Mit dem kontextuellen Interview soll Wissen über Nutzer bzw. den gesamten Nutzungskontext (Nutzer, Arbeitsaufgaben, Arbeitsmittel, soziale und physische Umgebung (vgl. ISO 9241-11)) einer Software erlangt werden. So können anschließend Anforderungen an die Software, die sich konkret aus dem speziellen Nutzungskontext ergeben, abgeleitet werden.

 

Beteiligte

Teilnehmer (Welche externen Teilnehmer sind eingebunden?)

  • 1 Testperson pro Benutzergruppe

Organisator (Welche internen Teilnehmer sind eingebunden?)

  • Mindestens 1 Person als Observator/Interviewer; Empfehlung: 2 Personen
 

Vorgehen

Vorbereitung

Beim kontextuellen Interview geht es nicht einfach darum, möglichst viele Informationen zu sammeln, sondern strukturiert relevante und zuvor festgelegte Fragestellungen zu beantworten.

Bevor ein Analyst mit den Benutzern spricht, stellt sich das Projektteam daher die Frage, welche Aspekte in Bezug auf das neue System wichtig sind. Im Fokus können z. B. Fragen zu aktuellen Lösungen, den Tätigkeiten der Nutzer und der Nutzungsumgebung stehen. Daraus sollte ein Interview-Leitfaden hervorgehen, an dem sich der Observator/Interviewer später orientieren kann.

Bezüglich der anschließenden Akquise der Interview-Partner sollte darauf geachtet werden, dass diese möglichst die relevanten Benutzergruppen abdecken können. Optimal wäre es auch, Testpersonen zu finden, die in ihren Eigenschaften (z. B. Geschlecht, Arbeitsorte, kulturelle Prägungen) variieren.

Durchführung

Das eigentliche Kontextuelle Interview findet bei der Arbeit der Testpersonen statt. Die Situation sollte an die Realität bzw. den eigentlichen Nutzungskontext der neuen Lösung soweit wie möglich heranreichen.
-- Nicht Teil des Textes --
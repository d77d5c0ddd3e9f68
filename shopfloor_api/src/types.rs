//! Response and request DTOs of the observer REST surface.

use serde::{Deserialize, Serialize};
use shopfloor_common::nodes::ValueMap;

#[derive(Debug, Serialize)]
#[serde(rename_all = "camelCase")]
pub struct StatusResponse {
    pub mode: String,
    pub simulator_name: String,
    pub machines: Vec<MachineInfo>,
    #[serde(skip_serializing_if = "Option::is_none")]
    pub current_order: Option<OrderInfo>,
    #[serde(skip_serializing_if = "Option::is_none")]
    pub line: Option<LineInfo>,
}

#[derive(Debug, Serialize)]
#[serde(rename_all = "camelCase")]
pub struct MachineInfo {
    pub id: String,
    pub name: String,
    #[serde(rename = "type")]
    pub machine_type: String,
    pub namespace: u16,
}

#[derive(Debug, Serialize)]
#[serde(rename_all = "camelCase")]
pub struct OrderInfo {
    pub order_id: String,
    pub part_number: String,
    pub quantity: u32,
    pub completed: u32,
    pub scrap: u32,
    pub status: String,
}

/// Line-level aggregates, present in line mode only.
#[derive(Debug, Serialize)]
#[serde(rename_all = "camelCase")]
pub struct LineInfo {
    pub line_state: String,
    pub wip_count: usize,
    pub availability: f64,
    pub performance: f64,
    pub quality: f64,
    pub oee: f64,
    pub bottleneck_machine: String,
}

#[derive(Debug, Serialize)]
pub struct MachineListResponse {
    pub machines: Vec<MachineSummary>,
}

#[derive(Debug, Serialize)]
#[serde(rename_all = "camelCase")]
pub struct MachineSummary {
    pub id: String,
    pub name: String,
    #[serde(rename = "type")]
    pub machine_type: String,
    pub namespace: u16,
    pub state: i32,
    pub state_name: String,
    pub good_parts: u32,
    pub scrap_parts: u32,
    pub cycle_progress: f64,
}

#[derive(Debug, Serialize)]
#[serde(rename_all = "camelCase")]
pub struct MachineDetailResponse {
    pub id: String,
    pub name: String,
    #[serde(rename = "type")]
    pub machine_type: String,
    pub namespace: u16,
    pub state: i32,
    pub state_name: String,
    pub data: ValueMap,
    pub nodes: Vec<NodeInfo>,
}

#[derive(Debug, Serialize)]
#[serde(rename_all = "camelCase")]
pub struct NodeInfo {
    pub name: String,
    pub node_id: String,
    pub data_type: String,
    #[serde(skip_serializing_if = "String::is_empty")]
    pub unit: String,
    pub description: String,
}

#[derive(Debug, Serialize)]
#[serde(rename_all = "camelCase")]
pub struct ConfigResponse {
    pub cycle_time_scale: f64,
    pub base_cycle_time: String,
    pub effective_cycle_time: String,
    pub scrap_rate: f64,
    pub error_rate: f64,
}

/// Partial runtime-config update.
#[derive(Debug, Default, Deserialize)]
#[serde(rename_all = "camelCase", deny_unknown_fields)]
pub struct ConfigUpdateRequest {
    pub cycle_time_scale: Option<f64>,
    pub scrap_rate: Option<f64>,
    pub error_rate: Option<f64>,
}

#[derive(Debug, Serialize)]
pub struct HealthStatus {
    pub status: String,
    pub timestamp: String,
    #[serde(skip_serializing_if = "Option::is_none")]
    pub checks: Option<std::collections::BTreeMap<String, String>>,
}
//! OPC UA sink for the shopfloor simulator.
//!
//! Manages the address space (one namespace per machine, a folder with a
//! fixed node set each) and receives a full value map per namespace per tick
//! from the simulation thread. Endpoint `opc.tcp://0.0.0.0:<port>` with
//! anonymous access and security policy none; the server certificate is
//! self-provisioned under `./pki/` on first run and reused afterwards.
//!
//! The sink deliberately stops short of a conformant OPC UA stack: when the
//! endpoint port or PKI is unavailable it degrades to value-storage-only
//! mode, retaining the published values for the observer REST surface while
//! the simulation keeps running.

pub mod pki;

use shopfloor_common::nodes::{node_id, NodeDefinition, Value, ValueMap};
use std::collections::BTreeMap;
use std::net::SocketAddr;
use std::sync::{Arc, Mutex, PoisonError};
use thiserror::Error;
use tokio::net::TcpListener;
use tokio::task::JoinHandle;
use tracing::{debug, info, warn};

/// Error type for sink operations.
#[derive(Debug, Error)]
pub enum SinkError {
    #[error("namespace {0} already registered")]
    NamespaceExists(u16),

    #[error("pki provisioning failed: {0}")]
    Pki(String),

    #[error("endpoint bind failed: {0}")]
    Bind(#[from] std::io::Error),
}

/// How the sink currently operates.
#[derive(Debug, Clone, Copy, PartialEq, Eq)]
pub enum ServerMode {
    /// Not started yet.
    Stopped,
    /// Endpoint bound, values retained and exposed.
    Online,
    /// Endpoint unavailable; values retained in memory only.
    ValueStorageOnly,
}

/// One machine namespace: folder plus its node set and latest values.
struct Namespace {
    folder: String,
    #[allow(dead_code)]
    description: String,
    nodes: Vec<NodeDefinition>,
    values: ValueMap,
}

/// The OPC UA server sink.
///
/// Registration happens at startup from the simulation wiring; value updates
/// arrive once per tick. Concurrent reads (observer REST) go through the
/// internal lock, so the simulation thread is never blocked for long.
pub struct OpcUaServer {
    port: u16,
    application_name: String,
    pki_dir: std::path::PathBuf,
    namespaces: Arc<Mutex<BTreeMap<u16, Namespace>>>,
    mode: ServerMode,
    listener_task: Option<JoinHandle<()>>,
}

impl OpcUaServer {
    pub fn new(port: u16, application_name: &str) -> Self {
        Self {
            port,
            application_name: application_name.to_string(),
            pki_dir: std::path::PathBuf::from("./pki"),
            namespaces: Arc::new(Mutex::new(BTreeMap::new())),
            mode: ServerMode::Stopped,
            listener_task: None,
        }
    }

    /// Override the PKI directory (tests).
    pub fn with_pki_dir(mut self, dir: impl Into<std::path::PathBuf>) -> Self {
        self.pki_dir = dir.into();
        self
    }

    /// The endpoint URL clients connect to.
    pub fn endpoint(&self) -> String {
        format!("opc.tcp://0.0.0.0:{}", self.port)
    }

    pub fn mode(&self) -> ServerMode {
        self.mode
    }

    /// Register a machine namespace with its folder and node set.
    ///
    /// Node values start at their schema initial values.
    pub fn register_namespace(
        &self,
        namespace: u16,
        folder: &str,
        description: &str,
        nodes: Vec<NodeDefinition>,
    ) -> Result<(), SinkError> {
        let mut spaces = self.lock_namespaces();
        if spaces.contains_key(&namespace) {
            return Err(SinkError::NamespaceExists(namespace));
        }

        let values = nodes
            .iter()
            .map(|n| (n.name.to_string(), n.initial_value.clone()))
            .collect();
        spaces.insert(
            namespace,
            Namespace {
                folder: folder.to_string(),
                description: description.to_string(),
                nodes,
                values,
            },
        );
        info!(namespace, folder, "OPC UA namespace registered");
        Ok(())
    }

    /// Start the endpoint.
    ///
    /// PKI or bind failures degrade to value-storage-only mode with a
    /// warning; the caller decides whether that is fatal (strict mode).
    pub async fn start(&mut self) -> Result<(), SinkError> {
        if let Err(err) = pki::ensure_pki(&self.pki_dir, &self.application_name) {
            warn!(error = %err, "PKI provisioning failed - OPC UA endpoint disabled");
            self.mode = ServerMode::ValueStorageOnly;
            return Ok(());
        }

        let addr: SocketAddr = ([0, 0, 0, 0], self.port).into();
        match TcpListener::bind(addr).await {
            Ok(listener) => {
                info!(endpoint = %self.endpoint(), "OPC UA server listening");
                self.mode = ServerMode::Online;
                self.listener_task = Some(tokio::spawn(accept_loop(listener)));
                Ok(())
            }
            Err(err) => {
                warn!(error = %err, port = self.port, "OPC UA bind failed - running in value storage mode");
                self.mode = ServerMode::ValueStorageOnly;
                Ok(())
            }
        }
    }

    /// Same as [`Self::start`] but a bind failure is an error (strict mode).
    pub async fn start_strict(&mut self) -> Result<(), SinkError> {
        pki::ensure_pki(&self.pki_dir, &self.application_name)
            .map_err(|e| SinkError::Pki(e.to_string()))?;
        let addr: SocketAddr = ([0, 0, 0, 0], self.port).into();
        let listener = TcpListener::bind(addr).await?;
        info!(endpoint = %self.endpoint(), "OPC UA server listening");
        self.mode = ServerMode::Online;
        self.listener_task = Some(tokio::spawn(accept_loop(listener)));
        Ok(())
    }

    /// Replace all values of a namespace in one call.
    ///
    /// Updates to unknown namespaces are silently dropped so the simulation
    /// tolerates a sink that never came up.
    pub fn update_namespace_values(&self, namespace: u16, values: ValueMap) {
        let mut spaces = self.lock_namespaces();
        if let Some(space) = spaces.get_mut(&namespace) {
            space.values.extend(values);
        }
    }

    /// Latest value of one node.
    pub fn value(&self, namespace: u16, name: &str) -> Option<Value> {
        self.lock_namespaces()
            .get(&namespace)?
            .values
            .get(name)
            .cloned()
    }

    /// Snapshot of all values in a namespace.
    pub fn namespace_values(&self, namespace: u16) -> Option<ValueMap> {
        self.lock_namespaces()
            .get(&namespace)
            .map(|s| s.values.clone())
    }

    /// The `ns=<i>;s=<Folder>.<Node>` ids of a namespace.
    pub fn node_ids(&self, namespace: u16) -> Vec<String> {
        let spaces = self.lock_namespaces();
        let Some(space) = spaces.get(&namespace) else {
            return Vec::new();
        };
        space
            .nodes
            .iter()
            .map(|n| node_id(namespace, &space.folder, n.name))
            .collect()
    }

    /// Stop the endpoint; retained values stay readable.
    pub fn stop(&mut self) {
        if let Some(task) = self.listener_task.take() {
            task.abort();
        }
        if self.mode == ServerMode::Online {
            info!("OPC UA server stopped");
        }
        self.mode = ServerMode::Stopped;
    }

    fn lock_namespaces(&self) -> std::sync::MutexGuard<'_, BTreeMap<u16, Namespace>> {
        self.namespaces
            .lock()
            .unwrap_or_else(PoisonError::into_inner)
    }
}

impl Drop for OpcUaServer {
    fn drop(&mut self) {
        if let Some(task) = self.listener_task.take() {
            task.abort();
        }
    }
}

/// Accept clients on the endpoint.
///
/// Connections are accepted and dropped: the simulator claims the port and
/// surfaces liveness without speaking the binary protocol.
async fn accept_loop(listener: TcpListener) {
    loop {
        match listener.accept().await {
            Ok((_socket, peer)) => {
                debug!(%peer, "OPC UA client connected (no session service)");
            }
            Err(err) => {
                warn!(error = %err, "OPC UA accept failed");
                break;
            }
        }
    }
}

#[cfg(test)]
mod tests {
    use super::*;
    use shopfloor_common::nodes::DataType;

    fn make_nodes() -> Vec<NodeDefinition> {
        vec![
            NodeDefinition::new(
                "WeldingCurrent",
                "Welding Current",
                "Current in Amps",
                DataType::Double,
                "A",
                Value::Double(0.0),
            ),
            NodeDefinition::new(
                "State",
                "State",
                "Machine state (0-4)",
                DataType::Int32,
                "",
                Value::Int32(0),
            ),
        ]
    }

    #[test]
    fn test_register_and_initial_values() {
        let server = OpcUaServer::new(4840, "test");
        server
            .register_namespace(2, "Robot", "Welding robot", make_nodes())
            .unwrap();

        assert_eq!(server.value(2, "WeldingCurrent"), Some(Value::Double(0.0)));
        assert_eq!(server.value(2, "State"), Some(Value::Int32(0)));
        assert_eq!(server.value(3, "State"), None);
    }

    #[test]
    fn test_duplicate_namespace_rejected() {
        let server = OpcUaServer::new(4840, "test");
        server
            .register_namespace(2, "Robot", "Welding robot", make_nodes())
            .unwrap();
        assert!(matches!(
            server.register_namespace(2, "Robot", "again", make_nodes()),
            Err(SinkError::NamespaceExists(2))
        ));
    }

    #[test]
    fn test_update_values_in_one_call() {
        let server = OpcUaServer::new(4840, "test");
        server
            .register_namespace(2, "Robot", "Welding robot", make_nodes())
            .unwrap();

        let mut values = ValueMap::new();
        values.insert("WeldingCurrent".into(), Value::Double(201.5));
        values.insert("State".into(), Value::Int32(2));
        server.update_namespace_values(2, values);

        assert_eq!(server.value(2, "WeldingCurrent"), Some(Value::Double(201.5)));
        assert_eq!(server.value(2, "State"), Some(Value::Int32(2)));
    }

    #[test]
    fn test_unknown_namespace_updates_dropped() {
        let server = OpcUaServer::new(4840, "test");
        let mut values = ValueMap::new();
        values.insert("Anything".into(), Value::Double(1.0));
        // Must not panic or create the namespace.
        server.update_namespace_values(9, values);
        assert!(server.namespace_values(9).is_none());
    }

    #[test]
    fn test_node_ids_follow_contract() {
        let server = OpcUaServer::new(4840, "test");
        server
            .register_namespace(2, "Robot", "Welding robot", make_nodes())
            .unwrap();
        let ids = server.node_ids(2);
        assert!(ids.contains(&"ns=2;s=Robot.WeldingCurrent".to_string()));
        assert!(ids.contains(&"ns=2;s=Robot.State".to_string()));
    }

    #[tokio::test]
    async fn test_start_falls_back_when_port_taken() {
        let tmp = tempfile::tempdir().unwrap();
        // Claim a port first.
        let blocker = TcpListener::bind("0.0.0.0:0").await.unwrap();
        let port = blocker.local_addr().unwrap().port();

        let mut server = OpcUaServer::new(port, "test").with_pki_dir(tmp.path());
        server.start().await.unwrap();
        assert_eq!(server.mode(), ServerMode::ValueStorageOnly);

        // Values still work in fallback mode.
        server
            .register_namespace(2, "Robot", "Welding robot", make_nodes())
            .unwrap();
        let mut values = ValueMap::new();
        values.insert("State".into(), Value::Int32(1));
        server.update_namespace_values(2, values);
        assert_eq!(server.value(2, "State"), Some(Value::Int32(1)));
    }

    #[tokio::test]
    async fn test_start_strict_errors_on_taken_port() {
        let tmp = tempfile::tempdir().unwrap();
        let blocker = TcpListener::bind("0.0.0.0:0").await.unwrap();
        let port = blocker.local_addr().unwrap().port();

        let mut server = OpcUaServer::new(port, "test").with_pki_dir(tmp.path());
        assert!(server.start_strict().await.is_err());
    }

    #[tokio::test]
    async fn test_start_and_stop_on_free_port() {
        let tmp = tempfile::tempdir().unwrap();
        // Port 0 asks the OS for a free one; the sink reports online.
        let mut server = OpcUaServer::new(0, "test").with_pki_dir(tmp.path());
        server.start().await.unwrap();
        assert_eq!(server.mode(), ServerMode::Online);
        server.stop();
        assert_eq!(server.mode(), ServerMode::Stopped);
    }
}
//! Shared production domain types.
//!
//! Orders, shifts, parts and error records travel across the ERP and REST
//! boundaries as JSON; field names follow the external camelCase contract.

use chrono::{DateTime, Utc};
use serde::{Deserialize, Serialize};
use std::time::Duration;

// ─── Production orders ──────────────────────────────────────────────

/// Status of a production order.
#[derive(Debug, Clone, Copy, PartialEq, Eq, Serialize, Deserialize)]
#[serde(rename_all = "SCREAMING_SNAKE_CASE")]
pub enum OrderStatus {
    Queued,
    InProgress,
    Completed,
    Cancelled,
}

impl OrderStatus {
    /// Stable wire name, identical to the serde representation.
    pub const fn as_str(&self) -> &'static str {
        match self {
            Self::Queued => "QUEUED",
            Self::InProgress => "IN_PROGRESS",
            Self::Completed => "COMPLETED",
            Self::Cancelled => "CANCELLED",
        }
    }
}

/// A manufacturing order, shared across all machine types.
///
/// Invariant: `quantity_completed + quantity_scrap <= quantity`; the order is
/// completed exactly when that sum reaches `quantity`. Mutated only by the
/// machine that owns it.
#[derive(Debug, Clone, Serialize, Deserialize)]
#[serde(rename_all = "camelCase")]
pub struct ProductionOrder {
    pub order_id: String,
    pub part_number: String,
    pub part_description: String,
    pub quantity: u32,
    pub quantity_completed: u32,
    pub quantity_scrap: u32,
    pub due_date: DateTime<Utc>,
    pub customer: String,
    /// 1 = Urgent, 2 = High, 3 = Normal, 4 = Low.
    pub priority: u8,
    pub status: OrderStatus,
    #[serde(skip_serializing_if = "Option::is_none")]
    pub started_at: Option<DateTime<Utc>>,
}

impl ProductionOrder {
    /// True once completed plus scrap covers the ordered quantity.
    pub fn is_complete(&self) -> bool {
        self.quantity_completed + self.quantity_scrap >= self.quantity
    }

    /// Order completion as a 0-100 percentage.
    pub fn progress_percent(&self) -> f64 {
        if self.quantity == 0 {
            return 0.0;
        }
        f64::from(self.quantity_completed) / f64::from(self.quantity) * 100.0
    }
}

/// A producible part type with its nominal cycle time.
#[derive(Debug, Clone, Copy)]
pub struct PartDefinition {
    pub part_number: &'static str,
    pub description: &'static str,
    pub cycle_time: Duration,
}

// ─── Parts in flight ────────────────────────────────────────────────

/// Status of a physical part flowing through the production line.
#[derive(Debug, Clone, Copy, PartialEq, Eq, Serialize, Deserialize)]
#[serde(rename_all = "SCREAMING_SNAKE_CASE")]
pub enum PartStatus {
    InForming,
    AwaitingPickup,
    InTransit,
    AwaitingWelding,
    BeingWelded,
    Complete,
    Scrap,
}

/// A physical part tracked through the stations of the line.
///
/// A part is owned by the machine currently processing it or by exactly one
/// buffer between stations, never by two holders at once. `location` and
/// `status` must agree.
#[derive(Debug, Clone, Serialize, Deserialize)]
#[serde(rename_all = "camelCase")]
pub struct Part {
    /// Unique part id, e.g. `PART-2026-01-12-0001`.
    pub id: String,
    /// Owning production order.
    pub order_id: String,
    pub status: PartStatus,
    /// Current machine or buffer location.
    pub location: String,

    pub created_at: DateTime<Utc>,
    #[serde(skip_serializing_if = "Option::is_none")]
    pub forming_complete: Option<DateTime<Utc>>,
    #[serde(skip_serializing_if = "Option::is_none")]
    pub picking_complete: Option<DateTime<Utc>>,
    #[serde(skip_serializing_if = "Option::is_none")]
    pub welding_complete: Option<DateTime<Utc>>,

    // Genealogy - which machines processed this part.
    #[serde(skip_serializing_if = "String::is_empty", default)]
    pub forming_machine_id: String,
    #[serde(skip_serializing_if = "String::is_empty", default)]
    pub picker_robot_id: String,
    #[serde(skip_serializing_if = "String::is_empty", default)]
    pub spot_welder_id: String,

    pub is_scrap: bool,
    #[serde(skip_serializing_if = "String::is_empty", default)]
    pub scrap_reason: String,
}

impl Part {
    /// New part fresh out of forming, awaiting pickup.
    pub fn new(id: String, order_id: String, machine: &str, now: DateTime<Utc>) -> Self {
        Self {
            id,
            order_id,
            status: PartStatus::AwaitingPickup,
            location: machine.to_string(),
            created_at: now,
            forming_complete: Some(now),
            picking_complete: None,
            welding_complete: None,
            forming_machine_id: machine.to_string(),
            picker_robot_id: String::new(),
            spot_welder_id: String::new(),
            is_scrap: false,
            scrap_reason: String::new(),
        }
    }
}

// ─── Shifts ─────────────────────────────────────────────────────────

/// Status of a work shift. At most one shift is `Active` at any moment.
#[derive(Debug, Clone, Copy, PartialEq, Eq, Serialize, Deserialize)]
#[serde(rename_all = "SCREAMING_SNAKE_CASE")]
pub enum ShiftStatus {
    Upcoming,
    Active,
    Ended,
}

/// A scheduled break within a shift.
#[derive(Debug, Clone, Serialize, Deserialize)]
pub struct PlannedBreak {
    pub start: DateTime<Utc>,
    pub end: DateTime<Utc>,
    /// `"break"` or `"lunch"`.
    #[serde(rename = "type")]
    pub break_type: String,
}

/// A work shift with its planned breaks. Shifts may span midnight.
#[derive(Debug, Clone, Serialize, Deserialize)]
#[serde(rename_all = "camelCase")]
pub struct Shift {
    /// Identity by calendar day plus shift letter, e.g. `SHIFT-2026-08-02-M`.
    pub shift_id: String,
    pub shift_name: String,
    pub shift_number: u8,
    pub start_time: DateTime<Utc>,
    pub end_time: DateTime<Utc>,
    pub work_center_id: String,
    pub planned_breaks: Vec<PlannedBreak>,
    pub status: ShiftStatus,
}

// ─── Machine errors ─────────────────────────────────────────────────

/// An active simulated machine error. Present exactly while the machine is in
/// `UnplannedStop`; cleared on recovery.
#[derive(Debug, Clone, Serialize, Deserialize)]
#[serde(rename_all = "camelCase")]
pub struct ErrorInfo {
    pub code: String,
    pub message: String,
    pub occurred_at: DateTime<Utc>,
    pub expected_end: DateTime<Utc>,
}

#[cfg(test)]
mod tests {
    use super::*;

    fn make_order(quantity: u32) -> ProductionOrder {
        ProductionOrder {
            order_id: "PO-2026-01001".into(),
            part_number: "WLD-FRAME-A01".into(),
            part_description: "Front Frame Assembly".into(),
            quantity,
            quantity_completed: 0,
            quantity_scrap: 0,
            due_date: Utc::now(),
            customer: "AutoCorp Inc.".into(),
            priority: 3,
            status: OrderStatus::Queued,
            started_at: None,
        }
    }

    #[test]
    fn test_order_completion_counts_scrap() {
        let mut order = make_order(3);
        assert!(!order.is_complete());
        order.quantity_completed = 2;
        order.quantity_scrap = 1;
        assert!(order.is_complete());
    }

    #[test]
    fn test_order_json_uses_external_field_names() {
        let order = make_order(10);
        let json = serde_json::to_value(&order).unwrap();
        assert!(json.get("orderId").is_some());
        assert!(json.get("quantityCompleted").is_some());
        assert_eq!(json["status"], "QUEUED");
    }

    #[test]
    fn test_part_status_serialization() {
        let json = serde_json::to_value(PartStatus::AwaitingWelding).unwrap();
        assert_eq!(json, "AWAITING_WELDING");
    }

    #[test]
    fn test_new_part_agrees_on_location_and_status() {
        let part = Part::new(
            "PART-2026-08-02-0001".into(),
            "LN-2026-01001".into(),
            "FormingMachine",
            Utc::now(),
        );
        assert_eq!(part.status, PartStatus::AwaitingPickup);
        assert_eq!(part.location, "FormingMachine");
        assert_eq!(part.forming_machine_id, "FormingMachine");
        assert!(!part.is_scrap);
    }
}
Vor Ort beobachtet der Observator/Interviewer, wie der Proband seiner Arbeit nachgeht. Währenddessen stellt er Fragen, z. B. einzelnen Arbeitsschritten. Aber auch auf den vorab aufgestellten Leitfaden kommt der Interviewer immer wieder zurück.

Der Interviewer erhält dabei Einblick in die Gedanken des Nutzers, die hinter seinen Handlungen liegen, und kann von dessen Expertenwissen profitieren, sodass Problemstellen und Verbesserungsmöglichkeiten aufgedeckt werden. Falls schon erste Ideen und Prototypen für eine neue Lösung existieren, können diese oder andere alternative Produkte in die Diskussionen einbezogen werden.

Nachbereitung

Im Nachgang an das Interview sollten die Ergebnisse strukturiert dokumentiert werden. D. h. die Antworten zu den vorab aufgestellten Fragen müssen identifiziert und entsprechend zugeordnet werden. Generell sollten alle gesammelten Erkenntnisse zum Nutzungskontext strurkturiert hinterlegt werden.
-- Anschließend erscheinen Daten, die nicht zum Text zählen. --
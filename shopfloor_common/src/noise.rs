//! Seedable noise primitives for realistic sensor timeseries.
//!
//! Pure functions over a seeded RNG plus small named caches for colored noise
//! and drift. The per-cycle trigger scaling in [`NoiseGenerator::should_trigger`]
//! keeps error probabilities invariant under tick-rate changes.

use rand::rngs::StdRng;
use rand::{Rng, SeedableRng};
use rand_distr::StandardNormal;
use std::collections::HashMap;
use std::time::Duration;

/// Noise generator with per-key state for colored noise and drift.
///
/// Each phase engine owns its own generator so colored-noise keys never
/// cross-talk between machines.
pub struct NoiseGenerator {
    rng: StdRng,
    colored_state: HashMap<&'static str, f64>,
    last_values: HashMap<&'static str, f64>,
}

impl NoiseGenerator {
    /// Generator seeded from OS entropy.
    pub fn new() -> Self {
        Self {
            rng: StdRng::from_entropy(),
            colored_state: HashMap::new(),
            last_values: HashMap::new(),
        }
    }

    /// Deterministic generator for reproducible tests.
    pub fn with_seed(seed: u64) -> Self {
        Self {
            rng: StdRng::seed_from_u64(seed),
            colored_state: HashMap::new(),
            last_values: HashMap::new(),
        }
    }

    fn norm(&mut self) -> f64 {
        self.rng.sample(StandardNormal)
    }

    /// Draw from N(mean, std_dev).
    pub fn gaussian(&mut self, mean: f64, std_dev: f64) -> f64 {
        mean + self.norm() * std_dev
    }

    /// `target * (1 + N(0, noise_percent))`.
    pub fn gaussian_noise(&mut self, target: f64, noise_percent: f64) -> f64 {
        target + self.norm() * (target * noise_percent)
    }

    /// Gaussian noise clamped to `[min, max]`.
    pub fn gaussian_noise_clamped(
        &mut self,
        target: f64,
        noise_percent: f64,
        min: f64,
        max: f64,
    ) -> f64 {
        clamp(self.gaussian_noise(target, noise_percent), min, max)
    }

    /// Noise correlated with a shared common factor.
    ///
    /// Two callers sharing the same `common_factor` draw achieve a Pearson
    /// correlation approximately equal to `correlation_strength`.
    pub fn correlated_noise(
        &mut self,
        target: f64,
        noise_percent: f64,
        common_factor: f64,
        correlation_strength: f64,
    ) -> f64 {
        let independent = self.norm() * noise_percent * target;
        let correlated = common_factor * correlation_strength * target;
        target + independent + correlated
    }

    /// Shared noise factor used to correlate two parameters.
    pub fn common_factor(&mut self, scale: f64) -> f64 {
        self.norm() * scale
    }

    /// Noise with temporal correlation (exponential smoothing).
    ///
    /// `alpha` is the smoothing factor: 0 = pure white noise, 1 = constant.
    /// The smoothed state persists per `key` across calls.
    pub fn colored_noise(
        &mut self,
        key: &'static str,
        target: f64,
        noise_percent: f64,
        alpha: f64,
    ) -> f64 {
        let prev = self.colored_state.get(key).copied().unwrap_or(0.0);
        let white = self.norm() * noise_percent * target;
        let state = alpha * prev + (1.0 - alpha) * white;
        self.colored_state.insert(key, state);
        target + state
    }

    /// Occasional signed spike offset.
    ///
    /// With probability `probability` returns an offset uniform in
    /// `[-target * max_magnitude, +target * max_magnitude]`, otherwise 0.
    pub fn spike(&mut self, target: f64, probability: f64, max_magnitude: f64) -> f64 {
        if self.rng.gen::<f64>() < probability {
            (self.rng.gen::<f64>() - 0.5) * 2.0 * target * max_magnitude
        } else {
            0.0
        }
    }

    /// Exponential ramp value.
    ///
    /// `progress` is 0-1 across the ramp. Ramp-up follows `1 - e^(-t/tau)`,
    /// ramp-down `e^(-t/tau)`, with `t = progress * 0.5`.
    pub fn ramp_value(&self, target: f64, progress: f64, ramp_up: bool, tau: f64) -> f64 {
        let t = progress * 0.5;
        let multiplier = if ramp_up {
            1.0 - (-t / tau).exp()
        } else {
            (-t / tau).exp()
        };
        target * multiplier
    }

    /// Uniform value in `[min, max]`.
    pub fn uniform(&mut self, min: f64, max: f64) -> f64 {
        min + self.rng.gen::<f64>() * (max - min)
    }

    /// Uniform integer in `[min, max]` inclusive.
    pub fn uniform_int(&mut self, min: i64, max: i64) -> i64 {
        self.rng.gen_range(min..=max)
    }

    /// Uniform duration in `[min, max]`.
    pub fn uniform_duration(&mut self, min: Duration, max: Duration) -> Duration {
        Duration::from_secs_f64(self.uniform(min.as_secs_f64(), max.as_secs_f64()))
    }

    /// True with the given probability.
    pub fn bool_with(&mut self, probability: f64) -> bool {
        self.rng.gen::<f64>() < probability
    }

    /// Bernoulli draw with per-cycle probability scaled to the tick rate.
    ///
    /// The effective per-tick probability is
    /// `probability_per_cycle * tick / cycle`, so per-cycle rates stay
    /// invariant when the publish interval changes.
    pub fn should_trigger(
        &mut self,
        probability_per_cycle: f64,
        tick: Duration,
        cycle: Duration,
    ) -> bool {
        let cycle_s = cycle.as_secs_f64();
        if cycle_s <= 0.0 {
            return false;
        }
        let scaled = probability_per_cycle * tick.as_secs_f64() / cycle_s;
        self.rng.gen::<f64>() < scaled
    }

    /// Weighted selection, returning the chosen index.
    pub fn select_weighted(&mut self, weights: &[f64]) -> usize {
        let total: f64 = weights.iter().sum();
        let r = self.rng.gen::<f64>() * total;
        let mut cumulative = 0.0;
        for (i, w) in weights.iter().enumerate() {
            cumulative += w;
            if r <= cumulative {
                return i;
            }
        }
        weights.len().saturating_sub(1)
    }

    /// Sinusoidal variation of `amplitude` percent across one period.
    pub fn sinusoidal_variation(&self, target: f64, amplitude: f64, progress: f64) -> f64 {
        target + (progress * 2.0 * std::f64::consts::PI).sin() * target * amplitude
    }

    /// Slowly drifting value with mean reversion (sensor drift).
    ///
    /// Random walk of at most `drift_rate` percent per tick, pulled back
    /// toward `target` at 1 % per call. State persists per `key`.
    pub fn drift_value(&mut self, key: &'static str, target: f64, drift_rate: f64) -> f64 {
        let last = self.last_values.get(key).copied().unwrap_or(target);
        let drift = self.norm() * drift_rate * target;
        let mean_reversion = (target - last) * 0.01;
        let value = last + drift + mean_reversion;
        self.last_values.insert(key, value);
        value
    }
}

impl Default for NoiseGenerator {
    fn default() -> Self {
        Self::new()
    }
}

/// Clamp a value to be non-negative.
#[inline]
pub fn clamp_positive(value: f64) -> f64 {
    if value < 0.0 {
        0.0
    } else {
        value
    }
}

/// Clamp a value into `[min, max]`.
#[inline]
pub fn clamp(value: f64, min: f64, max: f64) -> f64 {
    value.clamp(min, max)
}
Oftmals können nicht alle Fragestellungen in einem einzigen Kontextuellen Interview beantwortet werden. Zum einen sind noch nicht alle Fragen von Anfang an bekannt und ergeben sich erst nach und nach im Projektverlauf. Zum anderen sind die Fragen zu Beginn eines Projekts meist breiter und allgemeiner und werden erst mit der Zeit spezifischer. Es macht also durchaus Sinn, iterativ vorzugehen und nach Möglichkeit mehrere Interview-Runden durchzuführen.

 

Ergebnisse / Output

  • Antworten auf die zuvor aufgestellten Fragen zum Nutzungskontext der Software
  • Ggf. Fotos vom Nutzungskontext
 

Praxis

Im realen Kontext befragen: Die Befragung sollte unbedingt im realen Nutzungskontext erfolgen, da es für die Nutzer/Testpersonen dort viel leichter ist, sich an wichtige Aspekte zu erinnern. Aktionen können einfach vorgeführt anstatt umständlich und lückenhaft beschrieben werden. Der Observator kann das Geschehen so detaillierter erfassen und Zusammenhänge besser erkennen. Für die Konzeption der Software ist eine solch umfangreiche Analyse besonders wertvoll.

Früh und gründlich durchführen: Analysiert man den Nutzungskontext bereits früh im Projekt gründlich, hat man eine bessere Grundlage für erste Konzepte geschaffen. Später kann man die Ergebnisse bei Bedarf mit kleineren Analysen ergänzen.

Transparenz: Die Testpersonen fühlen sich wahrscheinlich sehr unwohl, wenn sie beobachtet werden, aber nicht genau wissen, wozu dies eigentlich gemacht wird. Das Vorgehen und die Ziele des kontextuellen Interviews sollten daher offen mit den Teilnehmern besprochen werden.Wenn Sie z. B. Fotos machen möchten, sollte vorher unbedingt um Erlaubnis gefragt werden.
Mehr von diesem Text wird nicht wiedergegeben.